Problem to work on: Look through the lines below and copy each one that includes "compile".

Records for processing:
= = = = = = =

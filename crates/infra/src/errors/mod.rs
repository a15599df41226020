//! Infrastructure error handling
//!
//! Conversions from third-party errors into the domain's error types.

pub mod conversions;

pub use conversions::{InfraError, IntoTransportError};
//! Response-side types: raw transport responses and the business envelope

use serde::{Deserialize, Serialize};
use serde_json::{Map, Value};

use crate::constants::OK_CODE;

/// An HTTP response as handed back by the transport.
#[derive(Debug, Clone, PartialEq, Eq)]
pub struct RawResponse {
    pub status: u16,
    pub content_type: Option<String>,
    pub body: String,
}

impl RawResponse {
    pub fn new(status: u16, body: impl Into<String>) -> Self {
        Self { status, content_type: None, body: body.into() }
    }

    pub fn is_success(&self) -> bool {
        (200..300).contains(&self.status)
    }
}

/// Business envelope every upstream endpoint wraps its payload in.
///
/// `code == 200` denotes business success regardless of the HTTP status.
/// The code is kept as received; only a number equal to 200 is ok, so a
/// string `"200"` or any other present value is a business failure.
#[derive(Debug, Clone, PartialEq, Serialize, Deserialize)]
pub struct Envelope {
    pub code: Value,
    #[serde(default, skip_serializing_if = "Option::is_none")]
    pub msg: Option<String>,
    #[serde(default, skip_serializing_if = "Option::is_none")]
    pub data: Option<Value>,
}

impl Envelope {
    pub fn is_ok(&self) -> bool {
        match self.code.as_i64() {
            Some(code) => code == OK_CODE,
            None => self.code.as_f64().is_some_and(|code| code == OK_CODE as f64),
        }
    }

    /// Pull an envelope out of a JSON object carrying a non-null `code`.
    ///
    /// Anything else is handed back untouched.
    fn extract(mut object: Map<String, Value>) -> Result<Self, Map<String, Value>> {
        if object.get("code").map_or(true, Value::is_null) {
            return Err(object);
        }
        let code = object.remove("code").unwrap_or_default();
        let msg = match object.remove("msg") {
            Some(Value::String(msg)) => Some(msg),
            Some(Value::Null) | None => None,
            Some(other) => Some(other.to_string()),
        };
        let data = object.remove("data").filter(|value| !value.is_null());
        Ok(Self { code, msg, data })
    }
}

/// A response body after structural parsing.
#[derive(Debug, Clone, PartialEq)]
pub enum ResponseBody {
    Empty,
    Envelope(Envelope),
    /// Valid JSON that does not follow the envelope contract
    Plain(Value),
    /// Non-empty text that is not JSON
    Malformed(String),
}

impl ResponseBody {
    pub fn parse(text: &str) -> Self {
        if text.trim().is_empty() {
            return Self::Empty;
        }
        match serde_json::from_str::<Value>(text) {
            Ok(Value::Object(object)) => match Envelope::extract(object) {
                Ok(envelope) => Self::Envelope(envelope),
                Err(object) => Self::Plain(Value::Object(object)),
            },
            Ok(other) => Self::Plain(other),
            Err(_) => Self::Malformed(text.to_string()),
        }
    }

    /// Envelope message, when the body carries one.
    pub fn message(&self) -> Option<&str> {
        match self {
            Self::Envelope(envelope) => envelope.msg.as_deref(),
            Self::Plain(Value::Object(object)) => object.get("msg").and_then(Value::as_str),
            _ => None,
        }
    }
}
//! Request construction: overrides, normalization and identity

mod config;
mod identity;
mod normalizer;

pub use config::{RequestConfig, RequestOverrides};
pub use identity::RequestIdentity;
pub use normalizer::{normalize, query_pairs};
//! Development automation tasks for the Chatwire workspace.
//!
//! Run with: `cargo xtask <command>`
//!
//! This is a CLI tool for developers, so `println!` and `eprintln!` are
//! used for user-facing output rather than structured logging.

#![allow(clippy::print_stdout, clippy::print_stderr)]

use std::env;
use std::process::{Command, ExitCode};

use anyhow::{bail, Context};

/// Workspace crates, in dependency order.
const CRATES: [&str; 3] = ["chatwire-domain", "chatwire-core", "chatwire-infra"];

fn main() -> ExitCode {
    let task = env::args().nth(1);

    let result = match task.as_deref() {
        Some("ci") => run_ci(),
        Some("fmt") => run_fmt(),
        Some("clippy") => run_clippy(),
        Some("test") => run_test(),
        Some("layers") => run_layers(),
        Some("deny") => run_tool("deny", &["check"], "cargo-deny"),
        Some("audit") => run_tool("audit", &[], "cargo-audit"),
        Some("help") | None => {
            print_help();
            Ok(())
        }
        Some(unknown) => {
            eprintln!("Unknown task: {unknown}");
            eprintln!();
            print_help();
            Err(anyhow::anyhow!("Unknown task"))
        }
    };

    match result {
        Ok(()) => ExitCode::SUCCESS,
        Err(e) => {
            eprintln!("Task failed: {e:#}");
            ExitCode::FAILURE
        }
    }
}

fn print_help() {
    println!("Chatwire Development Tasks");
    println!();
    println!("USAGE:");
    println!("    cargo xtask <TASK>");
    println!();
    println!("TASKS:");
    println!("    ci        Run all CI checks (fmt, clippy, layers, test, deny)");
    println!("    fmt       Check Rust code formatting");
    println!("    clippy    Run Clippy lints with warnings denied");
    println!("    test      Run all tests");
    println!("    layers    Check each crate builds on its own");
    println!("    deny      Check dependencies with cargo-deny");
    println!("    audit     Audit dependencies for security vulnerabilities");
    println!("    help      Show this help message");
}

/// Run all CI checks in sequence
fn run_ci() -> anyhow::Result<()> {
    println!("==> Running CI checks...\n");

    println!("==> Step 1/5: Checking Rust format...");
    run_fmt()?;

    println!("\n==> Step 2/5: Running Clippy...");
    run_clippy()?;

    println!("\n==> Step 3/5: Checking crate layering...");
    run_layers()?;

    println!("\n==> Step 4/5: Running tests...");
    run_test()?;

    println!("\n==> Step 5/5: Checking dependencies...");
    run_tool("deny", &["check"], "cargo-deny")?;

    println!("\n✓ All CI checks passed!");
    Ok(())
}

fn run_fmt() -> anyhow::Result<()> {
    cargo(&["fmt", "--all", "--", "--check"])
        .context("Format check failed. Run 'cargo fmt --all' to fix.")
}

fn run_clippy() -> anyhow::Result<()> {
    cargo(&["clippy", "--workspace", "--all-targets", "--", "-D", "warnings"])
        .context("Clippy run failed. See output above.")
}

fn run_test() -> anyhow::Result<()> {
    cargo(&["test", "--workspace"]).context("Tests failed")
}

/// Each crate must compile against only the layers beneath it.
fn run_layers() -> anyhow::Result<()> {
    for name in CRATES {
        println!("Checking {name} in isolation...");
        cargo(&["check", "-p", name]).with_context(|| format!("{name} check failed"))?;
    }
    println!("✓ All layers compile independently");
    Ok(())
}

/// Run an optional cargo subcommand, reporting how to install it if missing.
fn run_tool(subcommand: &str, args: &[&str], package: &str) -> anyhow::Result<()> {
    let installed = Command::new("cargo")
        .args([subcommand, "--version"])
        .output()
        .is_ok_and(|output| output.status.success());

    if !installed {
        eprintln!("{package} is not installed.");
        eprintln!("Install it with: cargo install {package}");
        bail!("{package} not found");
    }

    let mut full = vec![subcommand];
    full.extend_from_slice(args);
    cargo(&full).with_context(|| format!("{package} found issues"))
}

fn cargo(args: &[&str]) -> anyhow::Result<()> {
    let status = Command::new("cargo").args(args).status().context("failed to spawn cargo")?;
    if !status.success() {
        bail!("cargo {} exited with {status}", args.join(" "));
    }
    Ok(())
}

= = = = = = =

Solution for this problem:
/// Each crate must compile against only the layers beneath it.
    println!("✓ All layers compile independently");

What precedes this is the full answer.